Twenty-nine states already have boosted their minimum wages above the federal rate of $5.15 an hour. A measure hiking the federal rate is one of the top proposals Democratic House Speaker Nancy Pelosi of California intends to put to a vote within the first 100 hours of the 110th Congress. If the U.S. Senate goes along, the minimum hourly threshold in all states would go to $7.25 over the next two years.
Even with such a federal increase, the lowest-paid workers in seven states still would do better under state wage laws. California, Connecticut, Massachusetts, Oregon, Rhode Island, Vermont and Washington already have higher thresholds than .25.
Many states also are ahead of Washington, D.C., politicians when it comes to cleaner government. At least eight tightened restrictions on relations between lawmakers and lobbyists last year, and in many cases the state ethics reforms went further than proposals by congressional Democrats. In basketball-crazy North Carolina, it’s even illegal for state lawmakers or anyone in the governor’s office to accept Tar Heels tickets from someone who could benefit from an insider’s influence.

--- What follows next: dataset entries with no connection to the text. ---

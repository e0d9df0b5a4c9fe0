//! Summarizer flows: text, document, audio and YouTube

use super::FlowOrchestrator;
use crate::domain::models::{
    join_transcript, AudioSummaryInput, AudioSummaryOutput, DocumentSummaryInput,
    SummaryOutput, TextSummaryInput, YoutubeSummaryInput, YoutubeSummaryOutput,
};
use crate::domain::prompts::TRANSCRIPTION_INSTRUCTION;
use crate::domain::schema::Validate;
use crate::error::{AppError, Result};
use crate::ports::llm::GenerationRequest;

impl FlowOrchestrator {
    /// Summarize free text
    pub async fn summarize_text(&self, input: &TextSummaryInput) -> Result<SummaryOutput> {
        input.validate()?;
        log::info!(
            "Running text summary flow ({} characters, {:?})",
            input.text_to_summarize.chars().count(),
            input.summary_length
        );

        let prompt = self
            .prompts
            .text_summary(&input.text_to_summarize, input.summary_length)?;
        let summary = self
            .invoke(self.request(prompt))
            .await?
            .into_text_or(&self.config.fallback_summary);

        Ok(SummaryOutput { summary })
    }

    /// Summarize text extracted from an uploaded document
    pub async fn summarize_document(&self, input: &DocumentSummaryInput) -> Result<SummaryOutput> {
        input.validate()?;
        log::info!(
            "Running document summary flow ({} characters, {:?})",
            input.extracted_text.chars().count(),
            input.summary_length
        );

        let prompt = self.prompts.document_summary(input)?;
        let summary = self
            .invoke(self.request(prompt))
            .await?
            .into_text_or(&self.config.fallback_summary);

        Ok(SummaryOutput { summary })
    }

    /// Transcribe uploaded audio, then summarize the transcript
    ///
    /// The summary stage is the text summary flow run on the exact transcript.
    pub async fn summarize_audio(&self, input: &AudioSummaryInput) -> Result<AudioSummaryOutput> {
        let audio = input.audio()?;
        log::info!("Running audio summary flow ({})", audio.mime_type);

        let request = GenerationRequest::new(&self.config.model_id, TRANSCRIPTION_INSTRUCTION)
            .with_media(audio.into_media_part())
            .with_generation(self.config.temperature, self.config.max_output_tokens);

        let transcription = self
            .invoke(request)
            .await?
            .text()
            .map(str::to_string)
            .ok_or_else(|| {
                AppError::TranscriptionFailed("model returned an empty transcript".to_string())
            })?;
        log::debug!(
            "Transcribed {} characters of audio",
            transcription.chars().count()
        );

        let summary_input = TextSummaryInput {
            text_to_summarize: transcription,
            summary_length: input.summary_length,
        };
        let summary = match self.summarize_text(&summary_input).await {
            Ok(output) => output.summary,
            // the caller never supplied this text, so a rejected transcript is
            // a transcription problem rather than invalid input
            Err(AppError::Validation(e)) => {
                return Err(AppError::TranscriptionFailed(format!(
                    "transcript cannot be summarized: {}",
                    e
                )))
            }
            Err(e) => return Err(e),
        };

        Ok(AudioSummaryOutput {
            transcription: summary_input.text_to_summarize,
            summary,
        })
    }

    /// Fetch a YouTube transcript and summarize it
    pub async fn summarize_youtube(
        &self,
        input: &YoutubeSummaryInput,
    ) -> Result<YoutubeSummaryOutput> {
        input.validate()?;
        log::info!("Running YouTube summary flow");

        let segments = self
            .transcripts
            .fetch_transcript(input.video_url.trim())
            .await?;
        if segments.is_empty() {
            return Err(AppError::TranscriptUnavailable(
                "no transcript segments for this video".to_string(),
            ));
        }

        let transcript = join_transcript(&segments);
        if transcript.trim().is_empty() {
            return Err(AppError::TranscriptUnavailable(
                "transcript contains no text".to_string(),
            ));
        }
        log::debug!(
            "Joined {} segments into {} characters",
            segments.len(),
            transcript.chars().count()
        );

        let prompt = self
            .prompts
            .video_summary(&transcript, input.summary_length)?;
        let summary = self
            .invoke(self.request(prompt))
            .await?
            .into_text_or(&self.config.fallback_summary);

        Ok(YoutubeSummaryOutput {
            summary,
            title: self.config.default_title.clone(),
        })
    }
}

On the health-care front, several states already have experimented with letting their citizens import cheaper drugs from Canada, another plank in the Democratic agenda. Illinois and Minnesota were in the forefront, with Minnesota Gov. Tim Pawlenty bucking the opposition of fellow Republicans in the Bush administration.
President Bush’s ban on federal funding of e mbryonic stem-cell research spurred other state initiatives. California, Connecticut, Illinois, Maryland and New Jersey are funding the research with state money, and Missouri voters last November rejected legal limits on such research.
Alternative and renewable energy also are big in the states. Nearly two dozen require that a certain amount of energy be generated from renewable resources.
West Virginia Gov. Joe Manchin (D) has proposed eliminating his state’s use of imported oil by 2030. Pelosi’s troops hope to roll back GOP tax breaks for the oil industry, with the money going toward alternative and renewable energy.
Balancing a budget – another aim of the new “in” group in Congress – is yawn-producing for the states. All but Vermont have either a constitutional or statutory bar on deficit spending.
Congress also might find models for federal law in historic global-warming and health-care initiatives enacted in California and Massachusetts.
California will require industries to cut greenhouse gas emissions 25 percent by 2020. And Massachusetts in 2006 became the first state to require residents to buy health insurance or face tax penalties. Firms without health-care benefits would be fined.
But copying a new Florida policy might earn the Democratic majority on Capitol Hill bonus political rewards. Florida Gov. Charlie Crist is on the warpath against “government gobbledygook.” In his first executive order, the Republican who succeeded term-limited Gov. Jeb Bush launched a “plain language initiative” requiring state documents to contain “short sentences written in the active voice that make it clear who is responsible for what.”